RALEIGH — After a wide-ranging debate on the validity of climate-change science Tuesday, state lawmakers agreed to ban any state agencies from making policies on sea level change until 2016.
The House approved the bill in a 68-46 partisan vote. With the Senate’s approval Monday, it now moves to Gov. Bev Perdue.
The measure is a watered-down version of the original legislation to put strict limits on the state’s use of climate change data, which drew international attention and made the state a punch line on a late-night comedy show.
Republican lawmakers had sought to quash a March 2010 report from scientists with the Coastal Resources Commission that projected a 20-to-55-inch rise by the end of the century, disputing the science because it would hurt coastal development.

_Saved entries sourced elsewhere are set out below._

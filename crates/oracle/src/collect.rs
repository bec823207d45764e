//! Concurrent node-feed collection.
//!
//! Every configured node is asked for its current feed in parallel; the
//! round proceeds with whatever subset responds with a verifiable message.
//! A slow, unreachable or lying node costs itself a reward, never the
//! round.

use std::collections::BTreeMap;
use std::time::Duration;

use futures::future::join_all;
use serde::{Deserialize, Serialize};
use tracing::{debug, info, warn};

use feedline_core::{NodeFeedMessage, NodeId, PolicyId, PosixTime, SignedNodeMessage};

use crate::OracleError;

/// A configured oracle node: where to reach it and the key its feeds must
/// verify against.
#[derive(Debug, Clone, Serialize, Deserialize)]
pub struct NodeEndpoint {
    pub url: String,
    /// Expected ed25519 verifying key; also the node's identity.
    pub node_id: NodeId,
}

/// Feed request sent to every node.
#[derive(Debug, Clone, Serialize, Deserialize)]
pub struct FeedRequest {
    pub validity_start: PosixTime,
    pub validity_end: PosixTime,
    /// Hex-encoded policy id of the oracle being served.
    pub oracle_policy_id: String,
}

#[derive(Debug, Deserialize)]
struct FeedResponse {
    feed_value: u64,
    timestamp: PosixTime,
    /// Hex-encoded signature over the feed message digest.
    signature: String,
}

pub struct FeedCollector {
    client: reqwest::Client,
    policy: PolicyId,
}

impl FeedCollector {
    pub fn new(policy: PolicyId, timeout: Duration) -> Result<Self, OracleError> {
        let client = reqwest::Client::builder()
            .timeout(timeout)
            .build()
            .map_err(feedline_chain::ChainError::from)?;
        Ok(FeedCollector { client, policy })
    }

    /// Collects verified feeds from all nodes concurrently.
    ///
    /// Nodes that fail to respond, respond malformed, sign badly, or
    /// timestamp outside the validity window are dropped. The result maps
    /// node id to feed value; an empty map is returned as-is and left for
    /// the caller to treat as a consensus failure.
    pub async fn collect(
        &self,
        nodes: &[NodeEndpoint],
        request: &FeedRequest,
    ) -> BTreeMap<NodeId, u64> {
        let responses = join_all(nodes.iter().map(|node| self.collect_one(node, request))).await;

        let mut feeds = BTreeMap::new();
        for (node, response) in nodes.iter().zip(responses) {
            if let Some(feed) = response {
                feeds.insert(node.node_id, feed);
            }
        }
        info!(
            responding = feeds.len(),
            configured = nodes.len(),
            "node feed collection finished"
        );
        feeds
    }

    async fn collect_one(&self, node: &NodeEndpoint, request: &FeedRequest) -> Option<u64> {
        let url = format!("{}/feed", node.url);
        let response = match self.client.post(&url).json(request).send().await {
            Ok(response) => response,
            Err(err) => {
                warn!(node = %hex::encode(node.node_id), %err, "node unreachable");
                return None;
            }
        };
        let response: FeedResponse = match response.error_for_status() {
            Ok(ok) => match ok.json().await {
                Ok(parsed) => parsed,
                Err(err) => {
                    warn!(node = %hex::encode(node.node_id), %err, "malformed feed response");
                    return None;
                }
            },
            Err(err) => {
                warn!(node = %hex::encode(node.node_id), %err, "node returned error status");
                return None;
            }
        };

        if response.timestamp < request.validity_start || response.timestamp > request.validity_end
        {
            warn!(
                node = %hex::encode(node.node_id),
                timestamp = response.timestamp,
                "feed timestamp outside validity window"
            );
            return None;
        }

        let signature = match hex::decode(&response.signature) {
            Ok(bytes) => bytes,
            Err(err) => {
                warn!(node = %hex::encode(node.node_id), %err, "invalid signature hex");
                return None;
            }
        };
        let signed = SignedNodeMessage {
            message: NodeFeedMessage {
                feed: response.feed_value,
                timestamp: response.timestamp,
                oracle_policy_id: self.policy,
            },
            signature,
            verifying_key: node.node_id,
        };
        if !signed.verify() {
            return None;
        }

        debug!(
            node = %hex::encode(node.node_id),
            feed = response.feed_value,
            "accepted node feed"
        );
        Some(response.feed_value)
    }
}

#[cfg(test)]
mod tests {
    use super::*;

    #[test]
    fn feed_request_wire_format() {
        let request = FeedRequest {
            validity_start: 1_000,
            validity_end: 2_000,
            oracle_policy_id: hex::encode([7u8; 32]),
        };
        let json = serde_json::to_value(&request).unwrap();
        assert_eq!(json["validity_start"], 1_000);
        assert_eq!(json["validity_end"], 2_000);
        assert_eq!(json["oracle_policy_id"], hex::encode([7u8; 32]));
    }

    #[test]
    fn feed_response_parses() {
        let response: FeedResponse = serde_json::from_str(
            r#"{"feed_value": 1250000, "timestamp": 1500, "signature": "ab"}"#,
        )
        .unwrap();
        assert_eq!(response.feed_value, 1_250_000);
        assert_eq!(response.timestamp, 1_500);
    }
}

Under the new language in House bill 819, the commission must re-evaluate its study and consider scientific literature debunking rising water levels and the economic cost to the state if it prohibits development based on sea-level regulations. It also seeks different predictions for different coastal regions. The final report is due by March 31, 2015. No regulations are allowed to take effect until July 1, 2016.
The debate comes as the U.S. Geological Survey recently projected that rates are increasing up to four times faster between Cape Hatteras north to Boston.
Rep. Pat McElraft, a Republican real estate agent from Emerald Isle who pushed the bill, said the commission would now “use some real science” to evaluate the coast, saying some scientists have debunked global warming.
“You can believe whatever you want about global warming, but when you go to make planning policies here for our residents and protecting their property values and insurance rates ... it’s a very serious thing to us on the coast,” she said.
Democratic lawmakers such as Raleigh’s Deborah Ross countered the argument, saying “ignorance is not bliss, it’s dangerous.”
“By putting our heads in the sand, literally, for four years,” she said. “We are not helping property owners. We are hurting them because we are not giving them information they may need to protect their property.”
Republican John Blust of Greensboro appeared indignant about being lectured on climate change, saying “I don’t know what the planet is going to be like in 100 years.”
“If you all don’t agree with our point of view, somehow you’re bad, somehow you’re ignorant ... there is a constant almost intimidation factor going on,” he said.